Abstract

The article is devoted to the consideration of the concept “transcendence” in history of philosophy. The research has led to the idea that transcendence has always had a religious meaning - explicit or implicit. In the Ancient philosophy, this concept denoted the ascent to the Highest Good. Although the Good was synonymous with the “God of philosophers”, which did not require prayerful veneration and cult actions, transcendence itself was considered by philosophers by analogy with a religious cult, since it assumed a carefully prepared and diligently executed system of actions, aimed at establishing a connection with the transcendent reality and related to the transformation of personality. In the Middle Ages, transcendence was also understood as a conscious transformation of a person in order to gain the highest level of being.
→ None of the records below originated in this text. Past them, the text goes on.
//! Control-plane messages exchanged with the hub.
//!
//! Every hub request is a fixed 6-byte [`Operation`] header followed by
//! an opcode-dependent payload. Register operations are answered with a
//! raw one-byte [`Status`]; deregister operations and [`SubNotify`] go
//! unanswered. Connections are one-shot: one request, then close.

use bytes::{BufMut, BytesMut};

use crate::endpoint::Endpoint;
use crate::error::DecodeError;
use crate::message::{schema_hash, WireMessage};
use crate::ser::{self, Reader, Scalar};

/// Operation codes understood by the hub.
#[derive(Debug, Clone, Copy, PartialEq, Eq, Hash)]
#[repr(u16)]
pub enum Opcode {
    NodeRegister = 1,
    NodeDeregister = 2,
    PubRegister = 3,
    PubDeregister = 4,
    SubRegister = 5,
    SubDeregister = 6,
    SubNotify = 7,
}

impl TryFrom<u16> for Opcode {
    type Error = DecodeError;

    fn try_from(raw: u16) -> Result<Self, Self::Error> {
        match raw {
            1 => Ok(Self::NodeRegister),
            2 => Ok(Self::NodeDeregister),
            3 => Ok(Self::PubRegister),
            4 => Ok(Self::PubDeregister),
            5 => Ok(Self::SubRegister),
            6 => Ok(Self::SubDeregister),
            7 => Ok(Self::SubNotify),
            other => Err(DecodeError::UnknownOpcode(other)),
        }
    }
}

/// Frame header preceding every control payload.
#[derive(Debug, Clone, Copy, Default, PartialEq, Eq)]
pub struct Operation {
    pub opcode: u16,
    /// Payload byte count following the header.
    pub len: u32,
}

impl Operation {
    /// Encoded header size: `u16` opcode plus `u32` length.
    pub const WIRE_SIZE: usize = 6;
}

impl WireMessage for Operation {
    const SCHEMA_HASH: u64 = schema_hash(b"spoke/Operation{opcode:u16,len:u32}");

    fn encoded_len(&self) -> u32 {
        Self::WIRE_SIZE as u32
    }

    fn encode(&self, dst: &mut BytesMut) {
        dst.put_u16_le(self.opcode);
        dst.put_u32_le(self.len);
    }

    fn decode(r: &mut Reader<'_>) -> Result<Self, DecodeError> {
        let opcode = u16::get(r)?;
        let len = u32::get(r)?;
        Ok(Self { opcode, len })
    }
}

/// Reply to a register operation. Zero means accepted.
#[derive(Debug, Clone, Copy, Default, PartialEq, Eq)]
pub struct Status {
    pub error: u8,
}

impl Status {
    pub const OK: Self = Self { error: 0 };
    pub const REJECT: Self = Self { error: 1 };

    #[must_use]
    pub const fn is_ok(self) -> bool {
        self.error == 0
    }
}

impl WireMessage for Status {
    const SCHEMA_HASH: u64 = schema_hash(b"spoke/Status{error:u8}");

    fn encoded_len(&self) -> u32 {
        1
    }

    fn encode(&self, dst: &mut BytesMut) {
        dst.put_u8(self.error);
    }

    fn decode(r: &mut Reader<'_>) -> Result<Self, DecodeError> {
        Ok(Self { error: u8::get(r)? })
    }
}

/// Directory record for a node.
#[derive(Debug, Clone, Default, PartialEq, Eq)]
pub struct NodeInfo {
    pub id: u64,
    pub name: String,
}

impl WireMessage for NodeInfo {
    const SCHEMA_HASH: u64 = schema_hash(b"spoke/NodeInfo{id:u64,name:string}");

    fn encoded_len(&self) -> u32 {
        8 + ser::string_len(&self.name)
    }

    fn encode(&self, dst: &mut BytesMut) {
        dst.put_u64_le(self.id);
        ser::put_string(dst, &self.name);
    }

    fn decode(r: &mut Reader<'_>) -> Result<Self, DecodeError> {
        let id = u64::get(r)?;
        let name = ser::get_string(r)?;
        Ok(Self { id, name })
    }
}

/// A named channel bound to a payload schema.
///
/// The first registrant on a name establishes `message_hash`; the hub
/// rejects later registrants whose hash differs.
#[derive(Debug, Clone, Default, PartialEq, Eq)]
pub struct TopicInfo {
    pub id: u64,
    pub name: String,
    pub message_hash: u64,
}

impl WireMessage for TopicInfo {
    const SCHEMA_HASH: u64 =
        schema_hash(b"spoke/TopicInfo{id:u64,name:string,message_hash:u64}");

    fn encoded_len(&self) -> u32 {
        8 + ser::string_len(&self.name) + 8
    }

    fn encode(&self, dst: &mut BytesMut) {
        dst.put_u64_le(self.id);
        ser::put_string(dst, &self.name);
        dst.put_u64_le(self.message_hash);
    }

    fn decode(r: &mut Reader<'_>) -> Result<Self, DecodeError> {
        let id = u64::get(r)?;
        let name = ser::get_string(r)?;
        let message_hash = u64::get(r)?;
        Ok(Self {
            id,
            name,
            message_hash,
        })
    }
}

/// Directory record for a publisher: who it is, what it publishes, and
/// where subscribers should connect.
#[derive(Debug, Clone, Default, PartialEq, Eq)]
pub struct PubInfo {
    pub id: u64,
    pub topic: TopicInfo,
    pub endpoint: Endpoint,
}

impl WireMessage for PubInfo {
    const SCHEMA_HASH: u64 =
        schema_hash(b"spoke/PubInfo{id:u64,topic:TopicInfo,endpoint:Endpoint}");

    fn encoded_len(&self) -> u32 {
        8 + self.topic.encoded_len() + self.endpoint.encoded_len()
    }

    fn encode(&self, dst: &mut BytesMut) {
        dst.put_u64_le(self.id);
        self.topic.encode(dst);
        self.endpoint.encode(dst);
    }

    fn decode(r: &mut Reader<'_>) -> Result<Self, DecodeError> {
        let id = u64::get(r)?;
        let topic = TopicInfo::decode(r)?;
        let endpoint = Endpoint::decode(r)?;
        Ok(Self {
            id,
            topic,
            endpoint,
        })
    }
}

/// Directory record for a subscriber. The endpoint is where the hub
/// delivers notifications, not where data arrives.
#[derive(Debug, Clone, Default, PartialEq, Eq)]
pub struct SubInfo {
    pub id: u64,
    pub topic: TopicInfo,
    pub endpoint: Endpoint,
}

impl WireMessage for SubInfo {
    const SCHEMA_HASH: u64 =
        schema_hash(b"spoke/SubInfo{id:u64,topic:TopicInfo,endpoint:Endpoint}");

    fn encoded_len(&self) -> u32 {
        8 + self.topic.encoded_len() + self.endpoint.encoded_len()
    }

    fn encode(&self, dst: &mut BytesMut) {
        dst.put_u64_le(self.id);
        self.topic.encode(dst);
        self.endpoint.encode(dst);
    }

    fn decode(r: &mut Reader<'_>) -> Result<Self, DecodeError> {
        let id = u64::get(r)?;
        let topic = TopicInfo::decode(r)?;
        let endpoint = Endpoint::decode(r)?;
        Ok(Self {
            id,
            topic,
            endpoint,
        })
    }
}

/// Hub-to-subscriber announcement of publishers to connect to.
#[derive(Debug, Clone, Default, PartialEq, Eq)]
pub struct SubNotify {
    pub publishers: Vec<PubInfo>,
}

impl WireMessage for SubNotify {
    const SCHEMA_HASH: u64 = schema_hash(b"spoke/SubNotify{publishers:vec<PubInfo>}");

    fn encoded_len(&self) -> u32 {
        ser::message_vec_len(&self.publishers)
    }

    fn encode(&self, dst: &mut BytesMut) {
        ser::put_message_vec(dst, &self.publishers);
    }

    fn decode(r: &mut Reader<'_>) -> Result<Self, DecodeError> {
        let publishers = ser::get_message_vec(r)?;
        Ok(Self { publishers })
    }
}

/// Frame a control message: [`Operation`] header plus payload.
#[must_use]
pub fn encode_frame<M: WireMessage>(opcode: Opcode, msg: &M) -> BytesMut {
    let len = msg.encoded_len();
    let mut buf = BytesMut::with_capacity(Operation::WIRE_SIZE + len as usize);
    Operation {
        opcode: opcode as u16,
        len,
    }
    .encode(&mut buf);
    msg.encode(&mut buf);
    buf
}

#[cfg(test)]
mod tests {
    use super::*;

    fn pub_info(id: u64) -> PubInfo {
        PubInfo {
            id,
            topic: TopicInfo {
                id: id + 1,
                name: "/test_topic".to_string(),
                message_hash: 0xFEED,
            },
            endpoint: Endpoint::new("127.0.0.1", 3000),
        }
    }

    #[test]
    fn test_operation_header_layout() {
        let op = Operation {
            opcode: Opcode::PubRegister as u16,
            len: 0x0102_0304,
        };
        let bytes = op.to_bytes();
        assert_eq!(bytes.len(), Operation::WIRE_SIZE);
        assert_eq!(hex::encode(&bytes), "030004030201");
    }

    #[test]
    fn test_status_round_trip() {
        let bytes = Status::REJECT.to_bytes();
        assert_eq!(bytes.len(), 1);
        let status = Status::from_bytes(&bytes).unwrap();
        assert!(!status.is_ok());
    }

    #[test]
    fn test_opcode_try_from() {
        assert_eq!(Opcode::try_from(7).unwrap(), Opcode::SubNotify);
        assert_eq!(Opcode::try_from(0), Err(DecodeError::UnknownOpcode(0)));
        assert_eq!(Opcode::try_from(8), Err(DecodeError::UnknownOpcode(8)));
    }

    #[test]
    fn test_node_info_round_trip() {
        let info = NodeInfo {
            id: 42,
            name: "talker".to_string(),
        };
        let bytes = info.to_bytes();
        assert_eq!(bytes.len() as u32, info.encoded_len());
        assert_eq!(NodeInfo::from_bytes(&bytes).unwrap(), info);
    }

    #[test]
    fn test_pub_info_round_trip() {
        let info = pub_info(7);
        let bytes = info.to_bytes();
        assert_eq!(bytes.len() as u32, info.encoded_len());

        let mut r = Reader::new(&bytes);
        let decoded = PubInfo::decode(&mut r).unwrap();
        assert_eq!(decoded, info);
        assert_eq!(r.position() as u32, info.encoded_len());
    }

    #[test]
    fn test_sub_notify_round_trip() {
        for count in [0usize, 1, 3] {
            let notify = SubNotify {
                publishers: (0..count as u64).map(pub_info).collect(),
            };
            let bytes = notify.to_bytes();
            assert_eq!(bytes.len() as u32, notify.encoded_len());
            assert_eq!(SubNotify::from_bytes(&bytes).unwrap(), notify);
        }
    }

    #[test]
    fn test_truncated_frames_fail() {
        let notify = SubNotify {
            publishers: vec![pub_info(1), pub_info(2)],
        };
        let bytes = notify.to_bytes();
        for k in 0..bytes.len() {
            assert!(SubNotify::from_bytes(&bytes[..k]).is_err());
        }
    }

    #[test]
    fn test_encode_frame_layout() {
        let status = Status::OK;
        let frame = encode_frame(Opcode::NodeRegister, &status);
        assert_eq!(frame.len(), Operation::WIRE_SIZE + 1);

        let op = Operation::from_bytes(&frame).unwrap();
        assert_eq!(op.opcode, Opcode::NodeRegister as u16);
        assert_eq!(op.len, 1);
        assert_eq!(frame[Operation::WIRE_SIZE], 0);
    }

    #[test]
    fn test_schema_hashes_differ_per_record() {
        assert_ne!(PubInfo::SCHEMA_HASH, SubInfo::SCHEMA_HASH);
        assert_ne!(NodeInfo::SCHEMA_HASH, TopicInfo::SCHEMA_HASH);
    }
}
But among scholastics the idea of the leading role of the intellect in transcendence arose, and in the philosophy of the Renaissance and Modernity it was developed and has found its maximum expression in the philosophy of Kant. In existentialism, which was the antithesis of neothomistic metaphysics, the Christian understanding of transcendence, as the movement of a person to God, became one of the subjects of criticism. However, religious existentialism combined the existentialist search for the true being of man with the Christian understanding of the transcendent as the sphere of absolute being or God and, thereby, returned the concept of “transcendence” to its religious meaning.